### PROBLEM DESCRIPTION
For the entries that follow, state how many lines include the word "match", giving the number and nothing else.

### MATERIAL PROVIDED

====================

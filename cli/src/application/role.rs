//! Roles: a named manifest plus optional pre-run and post-run hooks.
//!
//! Roles are assembled with [`RoleBuilder`] and are immutable afterwards.

use std::fmt;

use async_trait::async_trait;

use crate::application::run_context::RunContext;
use crate::domain::{FileEntry, Manifest, ProvisionError};

// ── Hooks ─────────────────────────────────────────────────────────────────────

/// Work a role runs before package installation or after file deployment.
#[async_trait]
pub trait Hook: Send + Sync {
    /// Run the hook with the apply's shared run context.
    ///
    /// # Errors
    ///
    /// Any error aborts the apply at this hook's stage.
    async fn run(&self, ctx: &RunContext<'_>) -> Result<(), ProvisionError>;
}

/// A hook that runs a fixed list of commands in order, stopping at the first
/// failure.
#[derive(Debug, Clone, PartialEq, Eq)]
pub struct CommandHook {
    commands: Vec<Vec<String>>,
}

impl CommandHook {
    #[must_use]
    pub fn new(commands: Vec<Vec<String>>) -> Self {
        Self { commands }
    }

    #[must_use]
    pub fn commands(&self) -> &[Vec<String>] {
        &self.commands
    }
}

#[async_trait]
impl Hook for CommandHook {
    async fn run(&self, ctx: &RunContext<'_>) -> Result<(), ProvisionError> {
        for argv in &self.commands {
            ctx.run(argv).await?;
        }
        Ok(())
    }
}

// ── Role ──────────────────────────────────────────────────────────────────────

/// A named bundle of desired packages, files, and lifecycle hooks.
pub struct Role {
    name: String,
    manifest: Manifest,
    pre_run: Option<Box<dyn Hook>>,
    post_run: Option<Box<dyn Hook>>,
}

impl Role {
    /// Start building a role called `name`.
    #[must_use]
    pub fn builder(name: impl Into<String>) -> RoleBuilder {
        RoleBuilder {
            role: Self {
                name: name.into(),
                manifest: Manifest::default(),
                pre_run: None,
                post_run: None,
            },
        }
    }

    #[must_use]
    pub fn name(&self) -> &str {
        &self.name
    }

    #[must_use]
    pub fn manifest(&self) -> &Manifest {
        &self.manifest
    }

    #[must_use]
    pub fn pre_run(&self) -> Option<&dyn Hook> {
        self.pre_run.as_deref()
    }

    #[must_use]
    pub fn post_run(&self) -> Option<&dyn Hook> {
        self.post_run.as_deref()
    }
}

impl fmt::Debug for Role {
    fn fmt(&self, f: &mut fmt::Formatter<'_>) -> fmt::Result {
        f.debug_struct("Role")
            .field("name", &self.name)
            .field("manifest", &self.manifest)
            .field("pre_run", &self.pre_run.is_some())
            .field("post_run", &self.post_run.is_some())
            .finish()
    }
}

/// Accumulates packages, files, and hooks for one [`Role`].
#[must_use]
pub struct RoleBuilder {
    role: Role,
}

impl RoleBuilder {
    pub fn package(mut self, name: impl Into<String>) -> Self {
        self.role.manifest.packages.push(name.into());
        self
    }

    pub fn packages<I, S>(mut self, names: I) -> Self
    where
        I: IntoIterator<Item = S>,
        S: Into<String>,
    {
        self.role
            .manifest
            .packages
            .extend(names.into_iter().map(Into::into));
        self
    }

    pub fn file(mut self, file: FileEntry) -> Self {
        self.role.manifest.files.push(file);
        self
    }

    pub fn files(mut self, files: impl IntoIterator<Item = FileEntry>) -> Self {
        self.role.manifest.files.extend(files);
        self
    }

    /// Set the pre-run hook, replacing any previously set one.
    pub fn pre_run(mut self, hook: impl Hook + 'static) -> Self {
        self.role.pre_run = Some(Box::new(hook));
        self
    }

    /// Set the post-run hook, replacing any previously set one.
    pub fn post_run(mut self, hook: impl Hook + 'static) -> Self {
        self.role.post_run = Some(Box::new(hook));
        self
    }

    pub fn build(self) -> Role {
        self.role
    }
}
//! Structural tests for architectural boundary enforcement.
//!
//! These tests scan source files to verify that the layer boundaries hold:
//! `domain` is pure, `application` talks to the outside only through ports,
//! and `infra` never reaches up into presentation code.

use std::path::Path;

/// Collect all `.rs` files under a directory recursively.
fn collect_rs_files(dir: &Path) -> Vec<std::path::PathBuf> {
    let mut files = Vec::new();
    if let Ok(entries) = std::fs::read_dir(dir) {
        for entry in entries.flatten() {
            let path = entry.path();
            if path.is_dir() {
                files.extend(collect_rs_files(&path));
            } else if path.extension().and_then(|e| e.to_str()) == Some("rs") {
                files.push(path);
            }
        }
    }
    files
}

/// Track brace depth and return whether a line is inside a `#[cfg(test)]` block.
struct CfgTestTracker {
    in_test_block: bool,
    brace_depth: i32,
    test_block_start_depth: i32,
}

impl CfgTestTracker {
    fn new() -> Self {
        Self {
            in_test_block: false,
            brace_depth: 0,
            test_block_start_depth: 0,
        }
    }

    /// Process a line and return `true` if it's inside a `#[cfg(test)]` block.
    fn process_line(&mut self, line: &str) -> bool {
        let trimmed = line.trim();
        if trimmed.contains("#[cfg(test)]") {
            self.in_test_block = true;
            self.test_block_start_depth = self.brace_depth;
        }
        for ch in line.chars() {
            match ch {
                '{' => self.brace_depth += 1,
                '}' => {
                    self.brace_depth -= 1;
                    if self.in_test_block && self.brace_depth <= self.test_block_start_depth {
                        self.in_test_block = false;
                    }
                }
                _ => {}
            }
        }
        self.in_test_block
    }
}

/// Collect `forbidden` hits in non-comment lines of every file under `dir`.
fn scan_for(dir: &Path, forbidden: &[&str], skip_tests: bool) -> Vec<String> {
    let mut violations = Vec::new();
    for file in collect_rs_files(dir) {
        let rel = file
            .strip_prefix(env!("CARGO_MANIFEST_DIR"))
            .unwrap_or(&file)
            .display()
            .to_string();
        let Ok(content) = std::fs::read_to_string(&file) else {
            continue;
        };
        let mut tracker = CfgTestTracker::new();
        for (i, line) in content.lines().enumerate() {
            let in_test = tracker.process_line(line);
            let trimmed = line.trim();
            if (skip_tests && in_test) || trimmed.starts_with("//") {
                continue;
            }
            for pattern in forbidden {
                if line.contains(pattern) {
                    violations.push(format!("{rel}:{}: `{pattern}`: {line}", i + 1));
                }
            }
        }
    }
    violations
}

fn src_dir(layer: &str) -> std::path::PathBuf {
    Path::new(env!("CARGO_MANIFEST_DIR")).join("src").join(layer)
}

// ── Domain purity ─────────────────────────────────────────────────────────────

#[test]
fn domain_has_no_io_or_outer_layer_imports() {
    let violations = scan_for(
        &src_dir("domain"),
        &[
            "tokio",
            "std::fs",
            "std::process",
            "std::net",
            "crate::application",
            "crate::infra",
            "crate::commands",
            "crate::output",
        ],
        false,
    );
    assert!(
        violations.is_empty(),
        "domain/ must stay free of I/O and outer layers:\n{}",
        violations.join("\n")
    );
}

// ── Application layer boundary ────────────────────────────────────────────────

/// application/ must not import from infra/, commands/, or output/ layers.
#[test]
fn application_has_no_infra_or_output_imports() {
    let violations = scan_for(
        &src_dir("application"),
        &["crate::infra", "crate::output", "crate::commands"],
        false,
    );
    assert!(
        violations.is_empty(),
        "application/ must not import from infra/, commands/, or output/:\n{}",
        violations.join("\n")
    );
}

/// Services reach processes only through the `Executor` port.
#[test]
fn application_spawns_no_processes() {
    let violations = scan_for(
        &src_dir("application"),
        &["tokio::process", "std::process::Command"],
        true,
    );
    assert!(
        violations.is_empty(),
        "application/ must run commands through the Executor port:\n{}",
        violations.join("\n")
    );
}

// ── Infra layer boundary ──────────────────────────────────────────────────────

#[test]
fn infra_has_no_imports_from_commands_or_output() {
    let violations = scan_for(&src_dir("infra"), &["crate::commands", "crate::output"], false);
    assert!(
        violations.is_empty(),
        "infra/ must not import from commands/ or output/:\n{}",
        violations.join("\n")
    );
}

#[test]
fn infra_has_no_print_macros_outside_tests() {
    let violations = scan_for(&src_dir("infra"), &["println!", "eprintln!"], true);
    assert!(
        violations.is_empty(),
        "infra/ must not use println!/eprintln! outside #[cfg(test)]:\n{}",
        violations.join("\n")
    );
}

// ── Panics ────────────────────────────────────────────────────────────────────

#[test]
fn no_unwrap_or_expect_outside_tests() {
    let violations = scan_for(
        &Path::new(env!("CARGO_MANIFEST_DIR")).join("src"),
        &[".unwrap()", ".expect("],
        true,
    );
    assert!(
        violations.is_empty(),
        "errors must be propagated, not unwrapped:\n{}",
        violations.join("\n")
    );
}

#[test]
fn no_module_level_dead_code_allows_in_layers() {
    let mut violations = Vec::new();
    for layer in ["domain", "application", "infra"] {
        violations.extend(scan_for(&src_dir(layer), &["#![allow(dead_code)]"], false));
    }
    assert!(
        violations.is_empty(),
        "module-level dead_code allows hide unused code:\n{}",
        violations.join("\n")
    );
}
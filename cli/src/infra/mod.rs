//! Infrastructure layer — concrete implementations of application port traits.
//!
//! This module contains all I/O-performing code: process execution over ssh
//! or locally, role-file loading, and settings.
//!
//! Imports from `crate::domain` and `crate::application` are allowed.
//! Imports from `crate::commands` or `crate::output` are forbidden.

pub mod config;
pub mod local;
pub mod process;
pub mod role_file;
pub mod ssh;

pub use config::YamlConfigStore;
pub use local::LocalExecutor;
pub use ssh::{SshExecutor, SshTarget};
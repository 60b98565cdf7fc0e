//! `Executor` that runs commands on this machine.
//!
//! The program is started directly, without a shell, so arguments reach it
//! exactly as given.

use async_trait::async_trait;

use crate::application::ports::{Command, Executor};
use crate::domain::ProvisionError;
use crate::infra::process::{self, Streams};

/// Runs commands as child processes of the current one.
#[derive(Debug, Clone, Copy, Default)]
pub struct LocalExecutor;

#[async_trait]
impl Executor for LocalExecutor {
    async fn run(&self, cmd: Command<'_>) -> Result<(), ProvisionError> {
        let Command {
            program,
            args,
            env,
            stdin,
            stdout,
            stderr,
        } = cmd;
        let streams = Streams {
            stdin,
            stdout,
            stderr,
        };
        let io_err = |source| ProvisionError::CommandIo {
            program: program.clone(),
            source,
        };

        tracing::debug!(program = %program, ?args, "running local command");
        let mut local = tokio::process::Command::new(&program);
        local.args(&args).envs(&env);
        let child = process::spawn(&mut local, &streams).map_err(io_err)?;
        let finished = process::drive(child, streams).await.map_err(io_err)?;

        if finished.status.success() {
            finished.streams.map_err(io_err)
        } else {
            Err(ProvisionError::NonZeroExit {
                program,
                code: finished.status.code(),
            })
        }
    }
}
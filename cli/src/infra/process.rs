//! Child-process plumbing shared by the executors.
//!
//! Stdin is fed, stdout/stderr are drained, and the child is waited on all
//! at once. Doing these one after another deadlocks as soon as the child
//! fills an OS pipe buffer.

use std::process::{ExitStatus, Stdio};

use tokio::io::{self, AsyncRead, AsyncWriteExt};
use tokio::process::{Child, Command};

use crate::application::ports::{InputStream, OutputSink};

/// The streams of one command, detached so they can be moved into the pumps.
pub struct Streams<'a> {
    pub stdin: Option<InputStream<'a>>,
    pub stdout: Option<OutputSink<'a>>,
    pub stderr: Option<OutputSink<'a>>,
}

/// How a child finished.
#[derive(Debug)]
pub struct Finished {
    pub status: ExitStatus,
    /// First failure copying to or from the attached streams.
    pub streams: io::Result<()>,
}

/// Spawn `command` with pipes for the attached streams.
///
/// Unattached stdin reads as empty; unattached output is discarded. The
/// child is killed if its handle is dropped before it is reaped.
///
/// # Errors
///
/// Returns the OS error if the process cannot be started.
pub fn spawn(command: &mut Command, streams: &Streams<'_>) -> io::Result<Child> {
    let piped_if = |attached: bool| if attached { Stdio::piped() } else { Stdio::null() };
    command
        .stdin(piped_if(streams.stdin.is_some()))
        .stdout(piped_if(streams.stdout.is_some()))
        .stderr(piped_if(streams.stderr.is_some()))
        .kill_on_drop(true)
        .spawn()
}

/// Pump `streams` through `child` and wait for it to exit.
///
/// A `BrokenPipe` while feeding stdin means the child stopped reading; it is
/// not an error by itself, the exit status decides. Every stream is dropped
/// before this returns.
///
/// # Errors
///
/// Returns an error only if waiting on the child fails.
pub async fn drive(mut child: Child, streams: Streams<'_>) -> io::Result<Finished> {
    let Streams {
        stdin,
        stdout,
        stderr,
    } = streams;
    let child_stdin = child.stdin.take();
    let child_stdout = child.stdout.take();
    let child_stderr = child.stderr.take();

    let feed = async move {
        let (Some(mut input), Some(mut pipe)) = (stdin, child_stdin) else {
            return Ok(());
        };
        match io::copy(&mut input, &mut pipe).await {
            Ok(_) => pipe.shutdown().await.or_else(ignore_broken_pipe),
            Err(e) => ignore_broken_pipe(e),
        }
    };

    let (status, fed, out, err) = tokio::join!(
        child.wait(),
        feed,
        drain(child_stdout, stdout),
        drain(child_stderr, stderr),
    );

    Ok(Finished {
        status: status?,
        streams: fed.and(out).and(err),
    })
}

fn ignore_broken_pipe(e: io::Error) -> io::Result<()> {
    if e.kind() == io::ErrorKind::BrokenPipe {
        Ok(())
    } else {
        Err(e)
    }
}

/// Copy `pipe` into `sink` until end of stream.
///
/// If the sink fails, the rest of the pipe is still read and discarded so the
/// child never stalls on a full pipe.
async fn drain<R: AsyncRead + Unpin>(
    pipe: Option<R>,
    sink: Option<OutputSink<'_>>,
) -> io::Result<()> {
    let (Some(mut pipe), Some(mut sink)) = (pipe, sink) else {
        return Ok(());
    };
    match io::copy(&mut pipe, &mut sink).await {
        Ok(_) => sink.flush().await,
        Err(e) => {
            drop(sink);
            io::copy(&mut pipe, &mut io::sink()).await?;
            Err(e)
        }
    }
}
//! Quoting round-trips through a real POSIX shell.

#![allow(clippy::expect_used)]

use std::collections::BTreeMap;

use stagehand_cli::application::ports::{Command, Executor};
use stagehand_cli::domain::command_line;
use stagehand_cli::infra::LocalExecutor;

/// Run a rendered command line the way a remote login shell would.
async fn run_line(line: String) -> String {
    let mut out = Vec::new();
    LocalExecutor
        .run(Command::new("/bin/sh").arg("-c").arg(line).stdout(&mut out))
        .await
        .expect("run");
    String::from_utf8(out).expect("utf8")
}

#[tokio::test]
async fn test_single_quote_survives_as_one_literal_argument() {
    let line = command_line("printf", &["<%s>", "it's"], &BTreeMap::new()).expect("render");
    assert_eq!(run_line(line).await, "<it's>");
}

#[tokio::test]
async fn test_metacharacters_are_never_interpreted() {
    let hostile = ["$(touch /tmp/pwned)", "`id`", "; rm -rf /", "a\nb", "'\"'", "*"];
    let mut args = vec!["<%s>"];
    args.extend(hostile);
    let line = command_line("printf", &args, &BTreeMap::new()).expect("render");

    let expected: String = hostile.iter().map(|a| format!("<{a}>")).collect();
    assert_eq!(run_line(line).await, expected);
}

#[tokio::test]
async fn test_env_values_are_quoted_too() {
    let env = BTreeMap::from([("GREETING".to_string(), "it's $HOME".to_string())]);
    let line = command_line("/bin/sh", &["-c", "printf %s \"$GREETING\""], &env).expect("render");
    assert_eq!(run_line(line).await, "it's $HOME");
}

====================

### EXPECTED OUTPUT
3